(Stored items)
▽
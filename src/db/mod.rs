use std::{fs, path::Path};

use anyhow::{Context, Result, bail};
use chrono::Utc;
use rusqlite::{Connection, params, types::Type};
use tracing::debug;

use crate::store::TaskStore;
use crate::types::{Stage, TaskId, TaskRecord};

pub struct Database {
    conn: Connection,
}

impl Database {
    pub fn open(path: impl AsRef<Path>) -> Result<Self> {
        let path_ref = path.as_ref();

        if path_ref != Path::new(":memory:")
            && let Some(parent) = path_ref.parent()
            && !parent.as_os_str().is_empty()
        {
            fs::create_dir_all(parent).with_context(|| {
                format!(
                    "failed to create parent directories for {}",
                    path_ref.display()
                )
            })?;
        }

        let conn = Connection::open(path_ref)
            .with_context(|| format!("failed to open sqlite db at {}", path_ref.display()))?;

        let db = Self { conn };
        db.create_tables()?;
        Ok(db)
    }

    fn create_tables(&self) -> Result<()> {
        self.conn
            .execute_batch(
                "CREATE TABLE IF NOT EXISTS tasks (
                    id INTEGER PRIMARY KEY AUTOINCREMENT,
                    title TEXT NOT NULL,
                    description TEXT NOT NULL,
                    stage INTEGER NOT NULL,
                    inserted_at TEXT NOT NULL,
                    deleted_at TEXT
                );",
            )
            .context("failed to create tasks table")
    }

    /// Looks up a live row; soft-deleted rows are reported as missing.
    pub fn get_task(&self, id: TaskId) -> Result<TaskRecord> {
        self.conn
            .query_row(
                "SELECT id, title, description, stage, inserted_at
                 FROM tasks WHERE id = ?1 AND deleted_at IS NULL",
                params![id.0],
                map_task_row,
            )
            .with_context(|| format!("task {id} not found"))
    }

    fn expect_single_row(changed: usize, id: TaskId, action: &str) -> Result<()> {
        if changed == 0 {
            bail!("failed to {action}: task {id} not found");
        }
        Ok(())
    }
}

impl TaskStore for Database {
    fn insert_task(&self, title: &str, description: &str, stage: Stage) -> Result<TaskId> {
        self.conn
            .execute(
                "INSERT INTO tasks (title, description, stage, inserted_at) VALUES (?1, ?2, ?3, ?4)",
                params![title, description, stage.index() as i64, now_iso()],
            )
            .context("failed to insert task")?;

        let id = TaskId(self.conn.last_insert_rowid());
        debug!(%id, stage = stage.as_str(), "inserted task");
        Ok(id)
    }

    fn update_task_stage(&self, id: TaskId, stage: Stage) -> Result<()> {
        let changed = self
            .conn
            .execute(
                "UPDATE tasks SET stage = ?1 WHERE id = ?2 AND deleted_at IS NULL",
                params![stage.index() as i64, id.0],
            )
            .context("failed to update task stage")?;
        Self::expect_single_row(changed, id, "update task stage")?;
        debug!(%id, stage = stage.as_str(), "updated task stage");
        Ok(())
    }

    fn update_task_fields(&self, id: TaskId, title: &str, description: &str) -> Result<()> {
        let changed = self
            .conn
            .execute(
                "UPDATE tasks SET title = ?1, description = ?2 WHERE id = ?3 AND deleted_at IS NULL",
                params![title, description, id.0],
            )
            .context("failed to update task fields")?;
        Self::expect_single_row(changed, id, "update task fields")?;
        debug!(%id, "updated task fields");
        Ok(())
    }

    fn soft_delete_task(&self, id: TaskId) -> Result<()> {
        let changed = self
            .conn
            .execute(
                "UPDATE tasks SET deleted_at = ?1 WHERE id = ?2 AND deleted_at IS NULL",
                params![now_iso(), id.0],
            )
            .context("failed to delete task")?;
        Self::expect_single_row(changed, id, "delete task")?;
        debug!(%id, "soft-deleted task");
        Ok(())
    }

    fn list_active_tasks(&self) -> Result<Vec<TaskRecord>> {
        let mut stmt = self.conn.prepare(
            "SELECT id, title, description, stage, inserted_at
             FROM tasks WHERE deleted_at IS NULL ORDER BY id ASC",
        )?;

        let tasks = stmt
            .query_map(params![], map_task_row)?
            .collect::<rusqlite::Result<Vec<_>>>()
            .context("failed to load tasks")?;
        Ok(tasks)
    }
}

fn map_task_row(row: &rusqlite::Row<'_>) -> rusqlite::Result<TaskRecord> {
    Ok(TaskRecord {
        id: TaskId(row.get(0)?),
        title: row.get(1)?,
        description: row.get(2)?,
        stage: parse_stage_column(row.get::<_, i64>(3)?, 3)?,
        inserted_at: row.get(4)?,
    })
}

fn parse_stage_column(value: i64, idx: usize) -> rusqlite::Result<Stage> {
    usize::try_from(value)
        .ok()
        .and_then(Stage::from_index)
        .ok_or_else(|| {
            rusqlite::Error::FromSqlConversionFailure(
                idx,
                Type::Integer,
                format!("unknown stage value {value}").into(),
            )
        })
}

fn now_iso() -> String {
    Utc::now().to_rfc3339()
}

#[cfg(test)]
mod tests {
    use anyhow::Result;
    use rusqlite::params;
    use tempfile::TempDir;

    use super::Database;
    use crate::store::TaskStore;
    use crate::types::{Stage, TaskId};

    #[test]
    fn test_open_creates_database_file() -> Result<()> {
        let temp = TempDir::new()?;
        let path = temp.path().join("nested").join("tasks.sqlite");
        let _db = Database::open(&path)?;
        assert!(path.exists());
        Ok(())
    }

    #[test]
    fn test_insert_assigns_increasing_ids() -> Result<()> {
        let db = Database::open(":memory:")?;
        let first = db.insert_task("Buy milk", "2%", Stage::Todo)?;
        let second = db.insert_task("Walk dog", "", Stage::Done)?;

        assert!(first.0 >= 0);
        assert!(second > first);

        let tasks = db.list_active_tasks()?;
        assert_eq!(tasks.len(), 2);
        assert_eq!(tasks[0].id, first);
        assert_eq!(tasks[0].title, "Buy milk");
        assert_eq!(tasks[0].description, "2%");
        assert_eq!(tasks[0].stage, Stage::Todo);
        assert_eq!(tasks[1].stage, Stage::Done);
        Ok(())
    }

    #[test]
    fn test_update_stage_leaves_fields_alone() -> Result<()> {
        let db = Database::open(":memory:")?;
        let id = db.insert_task("Review PR", "frontend", Stage::InProgress)?;

        db.update_task_stage(id, Stage::Done)?;

        let task = db.get_task(id)?;
        assert_eq!(task.stage, Stage::Done);
        assert_eq!(task.title, "Review PR");
        assert_eq!(task.description, "frontend");
        Ok(())
    }

    #[test]
    fn test_update_fields_leaves_stage_alone() -> Result<()> {
        let db = Database::open(":memory:")?;
        let id = db.insert_task("Draft", "", Stage::InProgress)?;

        db.update_task_fields(id, "Final", "polished")?;

        let task = db.get_task(id)?;
        assert_eq!(task.title, "Final");
        assert_eq!(task.description, "polished");
        assert_eq!(task.stage, Stage::InProgress);
        Ok(())
    }

    #[test]
    fn test_soft_delete_retains_row_but_hides_it() -> Result<()> {
        let db = Database::open(":memory:")?;
        let kept = db.insert_task("Keep", "", Stage::Todo)?;
        let gone = db.insert_task("Gone", "", Stage::Todo)?;

        db.soft_delete_task(gone)?;

        let ids: Vec<TaskId> = db.list_active_tasks()?.into_iter().map(|t| t.id).collect();
        assert_eq!(ids, vec![kept]);
        assert!(db.get_task(gone).is_err());

        let deleted_at: Option<String> = db.conn.query_row(
            "SELECT deleted_at FROM tasks WHERE id = ?1",
            params![gone.0],
            |row| row.get(0),
        )?;
        assert!(deleted_at.is_some());
        Ok(())
    }

    #[test]
    fn test_ids_are_not_reused_after_delete() -> Result<()> {
        let db = Database::open(":memory:")?;
        let first = db.insert_task("One", "", Stage::Todo)?;
        db.soft_delete_task(first)?;
        let second = db.insert_task("Two", "", Stage::Todo)?;
        assert!(second > first);
        Ok(())
    }

    #[test]
    fn test_mutations_of_missing_rows_fail() -> Result<()> {
        let db = Database::open(":memory:")?;
        let id = db.insert_task("Once", "", Stage::Todo)?;
        db.soft_delete_task(id)?;

        assert!(db.soft_delete_task(id).is_err());
        assert!(db.update_task_stage(id, Stage::Done).is_err());
        assert!(db.update_task_fields(TaskId(999), "x", "y").is_err());
        Ok(())
    }

    #[test]
    fn test_unknown_stage_value_is_a_read_error() -> Result<()> {
        let db = Database::open(":memory:")?;
        db.conn.execute(
            "INSERT INTO tasks (title, description, stage, inserted_at) VALUES ('x', '', 7, 'now')",
            params![],
        )?;
        assert!(db.list_active_tasks().is_err());
        Ok(())
    }

    #[test]
    fn test_reopen_keeps_tasks() -> Result<()> {
        let temp = TempDir::new()?;
        let path = temp.path().join("tasks.sqlite");
        let id = Database::open(&path)?.insert_task("Persist", "me", Stage::InProgress)?;

        let reopened = Database::open(&path)?;
        let task = reopened.get_task(id)?;
        assert_eq!(task.title, "Persist");
        assert_eq!(task.stage, Stage::InProgress);
        Ok(())
    }
}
△
(Exercise objective) I'd like the lines above from the one with "usize::try_from(value)" up to and including the one with "assert!(path.exists());" copied exactly, with no other lines.

(Written solution)
    usize::try_from(value)
        .ok()
        .and_then(Stage::from_index)
        .ok_or_else(|| {
            rusqlite::Error::FromSqlConversionFailure(
                idx,
                Type::Integer,
                format!("unknown stage value {value}").into(),
            )
        })
}

fn now_iso() -> String {
    Utc::now().to_rfc3339()
}

#[cfg(test)]
mod tests {
    use anyhow::Result;
    use rusqlite::params;
    use tempfile::TempDir;

    use super::Database;
    use crate::store::TaskStore;
    use crate::types::{Stage, TaskId};

    #[test]
    fn test_open_creates_database_file() -> Result<()> {
        let temp = TempDir::new()?;
        let path = temp.path().join("nested").join("tasks.sqlite");
        let _db = Database::open(&path)?;
        assert!(path.exists());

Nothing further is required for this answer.